Nutzungspflicht des beSt vor Zugang des Registrierungsbriefs
Hintergrund: Bestehen einer aktiven Nutzungspflicht des beSt
Im Urteilsfall war zu klären, ob das besondere elektronische Steuerberaterostfach (beSt) auch zu nutzen war, wenn der Registrierungsbrief noch nicht vorlag und ob ggf. Wiedereinsetzung in den vorigen Stand zu gewähren war.
- Die Kläger sind Eheleute, die im Streitjahr 2018 zur Einkommensteuer zusammenveranlagt werden. Im Einspruchsverfahren war das Besteuerungsrecht für Einkünfte des Klägers aus einer aus den USA gezahlten Leibrente sowie die Anwendbarkeit des Progressionsvorbehalts auf zwei ebenfalls aus den USA gezahlte Versorgungsbezüge streitig.
- Die Kläger wurden seinerzeit durch eine Steuerberatungs-GmbH (S) vertreten. S erhob am 19.2.2023 per Telefax Klage.

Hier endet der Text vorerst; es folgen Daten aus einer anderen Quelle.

//! Storage module for the persistent index
//!
//! This module handles all database operations for the indexer, including:
//! - SQLite database initialization and schema management
//! - Domain registration rows
//! - Transactional page / term / page-term writes
//! - The persistent stem memo
//!
//! The store is the only source of truth; every in-memory cache is rebuilt from it.

mod schema;
mod sqlite;
mod traits;

pub use sqlite::SqliteStorage;
pub use traits::{Storage, StorageError, StorageResult};

use std::collections::BTreeMap;

/// Stem → occurrence count for one page, ordered for deterministic writes
pub type TermCounts = BTreeMap<String, u32>;

/// Represents a registered domain
#[derive(Debug, Clone, PartialEq, Eq)]
pub struct DomainRecord {
    pub id: i64,
    pub domain: String,
    pub is_https: bool,
    pub registered_at: String,
}

/// Represents an indexed page
#[derive(Debug, Clone)]
pub struct PageRecord {
    pub id: i64,
    pub domain_id: i64,
    pub url_path: String,
    pub indexed_at: String,
}

/// Represents a term in the dictionary
#[derive(Debug, Clone)]
pub struct TermRecord {
    pub id: i64,
    pub term: String,
    pub document_frequency: u32,
    /// Placeholder; ranking is computed elsewhere
    pub idf: f64,
}

/// Represents one posting: a term's frequency within a page
#[derive(Debug, Clone, PartialEq, Eq)]
pub struct PageTermRecord {
    pub page_id: i64,
    pub term_id: i64,
    pub term: String,
    pub term_frequency: u32,
}
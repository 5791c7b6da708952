/// Splits text into lower-cased tokens
///
/// A token is a maximal run of letters and decimal digits; everything else
/// separates tokens, including numeric symbols such as `²` or `½`. Calling it twice on the same text yields the same tokens.
///
/// # Example
///
/// ```
/// use sumi_indexer::index::tokenize;
///
/// assert_eq!(tokenize("Hello, World-42!"), vec!["hello", "world", "42"]);
/// ```
pub fn tokenize(text: &str) -> Vec<String> {
    text.to_lowercase()
        .split(|c: char| !(c.is_alphabetic() || c.is_ascii_digit()))
        .filter(|token| !token.is_empty())
        .map(str::to_string)
        .collect()
}
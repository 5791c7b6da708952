//! Database schema definitions
//!
//! This module contains all SQL schema definitions for the Sumi-Indexer database.

/// SQL schema for the database
pub const SCHEMA_SQL: &str = r#"
-- Registered domains and the protocol they answered on
CREATE TABLE IF NOT EXISTS domains (
    domain_id INTEGER PRIMARY KEY AUTOINCREMENT,
    domain TEXT NOT NULL UNIQUE,
    is_https INTEGER NOT NULL,
    registered_at TEXT NOT NULL
);

-- One row per successfully indexed page
CREATE TABLE IF NOT EXISTS pages (
    page_id INTEGER PRIMARY KEY AUTOINCREMENT,
    domain_id INTEGER NOT NULL REFERENCES domains(domain_id),
    url_path TEXT NOT NULL,
    indexed_at TEXT NOT NULL,
    UNIQUE(domain_id, url_path)
);

CREATE INDEX IF NOT EXISTS idx_pages_domain ON pages(domain_id);

-- Term dictionary; idf is reserved for ranking and never computed here
CREATE TABLE IF NOT EXISTS terms (
    term_id INTEGER PRIMARY KEY AUTOINCREMENT,
    term TEXT NOT NULL UNIQUE,
    document_frequency INTEGER NOT NULL DEFAULT 0,
    idf REAL NOT NULL DEFAULT 0.0
);

-- Postings
CREATE TABLE IF NOT EXISTS page_terms (
    page_id INTEGER NOT NULL REFERENCES pages(page_id),
    term_id INTEGER NOT NULL REFERENCES terms(term_id),
    term_frequency INTEGER NOT NULL,
    UNIQUE(page_id, term_id)
);

CREATE INDEX IF NOT EXISTS idx_page_terms_term ON page_terms(term_id);

-- Memoized word -> stem results
CREATE TABLE IF NOT EXISTS stems (
    word TEXT NOT NULL UNIQUE,
    stem TEXT NOT NULL
);
"#;

/// Initializes the database schema
///
/// # Arguments
///
/// * `conn` - The database connection
///
/// # Returns
///
/// * `Ok(())` - Schema initialized successfully
/// * `Err(rusqlite::Error)` - Failed to initialize schema
pub fn initialize_schema(conn: &rusqlite::Connection) -> Result<(), rusqlite::Error> {
    conn.execute_batch(SCHEMA_SQL)?;
    Ok(())
}
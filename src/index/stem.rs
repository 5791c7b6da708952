//! Word → stem lookup with layered caching
//!
//! Lookups go memory → `stems` table → stemmer, and a computed stem is written
//! back to both layers. Losing either layer only costs a recomputation.

use crate::storage::{Storage, StorageError};
use parking_lot::RwLock;
use rust_stemmers::Algorithm;
use std::collections::HashMap;
use thiserror::Error;

/// Errors from the stemming layers; the affected token is dropped
#[derive(Debug, Error)]
pub enum StemError {
    #[error("stemmer produced no stem for '{0}'")]
    Empty(String),

    #[error("stemmer failed for '{word}': {message}")]
    Backend { word: String, message: String },

    #[error("stem store error: {0}")]
    Storage(#[from] StorageError),
}

/// The stemming capability: maps a surface word to its canonical stem
pub trait Stemmer: Send + Sync {
    fn stem(&self, word: &str) -> Result<String, StemError>;
}

/// Snowball English stemmer
pub struct SnowballStemmer {
    inner: rust_stemmers::Stemmer,
}

impl SnowballStemmer {
    pub fn english() -> Self {
        Self {
            inner: rust_stemmers::Stemmer::create(Algorithm::English),
        }
    }
}

impl Default for SnowballStemmer {
    fn default() -> Self {
        Self::english()
    }
}

impl Stemmer for SnowballStemmer {
    fn stem(&self, word: &str) -> Result<String, StemError> {
        let stem = self.inner.stem(word);
        if stem.is_empty() {
            return Err(StemError::Empty(word.to_string()));
        }
        Ok(stem.into_owned())
    }
}

/// In-memory word → stem memo
#[derive(Debug, Default)]
pub struct StemCache {
    stems: RwLock<HashMap<String, String>>,
}

impl StemCache {
    pub fn new() -> Self {
        Self::default()
    }

    pub fn get(&self, word: &str) -> Option<String> {
        self.stems.read().get(word).cloned()
    }

    pub fn insert(&self, word: &str, stem: &str) {
        self.stems
            .write()
            .insert(word.to_string(), stem.to_string());
    }

    pub fn len(&self) -> usize {
        self.stems.read().len()
    }

    pub fn is_empty(&self) -> bool {
        self.stems.read().is_empty()
    }
}

/// Layered stem resolver
pub struct StemIndex {
    cache: StemCache,
    stemmer: Box<dyn Stemmer>,
}

impl StemIndex {
    pub fn new(stemmer: Box<dyn Stemmer>) -> Self {
        Self {
            cache: StemCache::new(),
            stemmer,
        }
    }

    /// Resolves the stem of `word`, persisting freshly computed stems
    pub fn stem<S: Storage + ?Sized>(&self, storage: &mut S, word: &str) -> Result<String, StemError> {
        if let Some(stem) = self.cache.get(word) {
            return Ok(stem);
        }

        if let Some(stem) = storage.find_stem(word)? {
            self.cache.insert(word, &stem);
            return Ok(stem);
        }

        let stem = self.stemmer.stem(word)?;
        storage.insert_stem(word, &stem)?;
        self.cache.insert(word, &stem);
        Ok(stem)
    }

    pub fn cache(&self) -> &StemCache {
        &self.cache
    }
}

impl Default for StemIndex {
    fn default() -> Self {
        Self::new(Box::new(SnowballStemmer::english()))
    }
}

- Nachdem das Finanzgericht (FG) am 1.3.2023 auf die Vorschrift des § 52d Satz 2 FGO hingewiesen hatte, erklärte S mit einem erneut per Telefax übermittelten Schreiben vom 9.3.2023, die Bundessteuerberaterkammer (BStBK) habe ihr den Registrierungsbrief für die Erstanmeldung zum beSt noch nicht übersandt. Noch am selben Tage kam es zu einem Telefongespräch zwischen dem Berichterstatter des FG und einer für S tätigen Person; dabei wies der Berichterstatter auf die Möglichkeit der „Fast Lane“ hin und vertrat die Auffassung, S habe nicht unverzüglich mitgeteilt, weshalb die Klage per Telefax erhoben worden sei.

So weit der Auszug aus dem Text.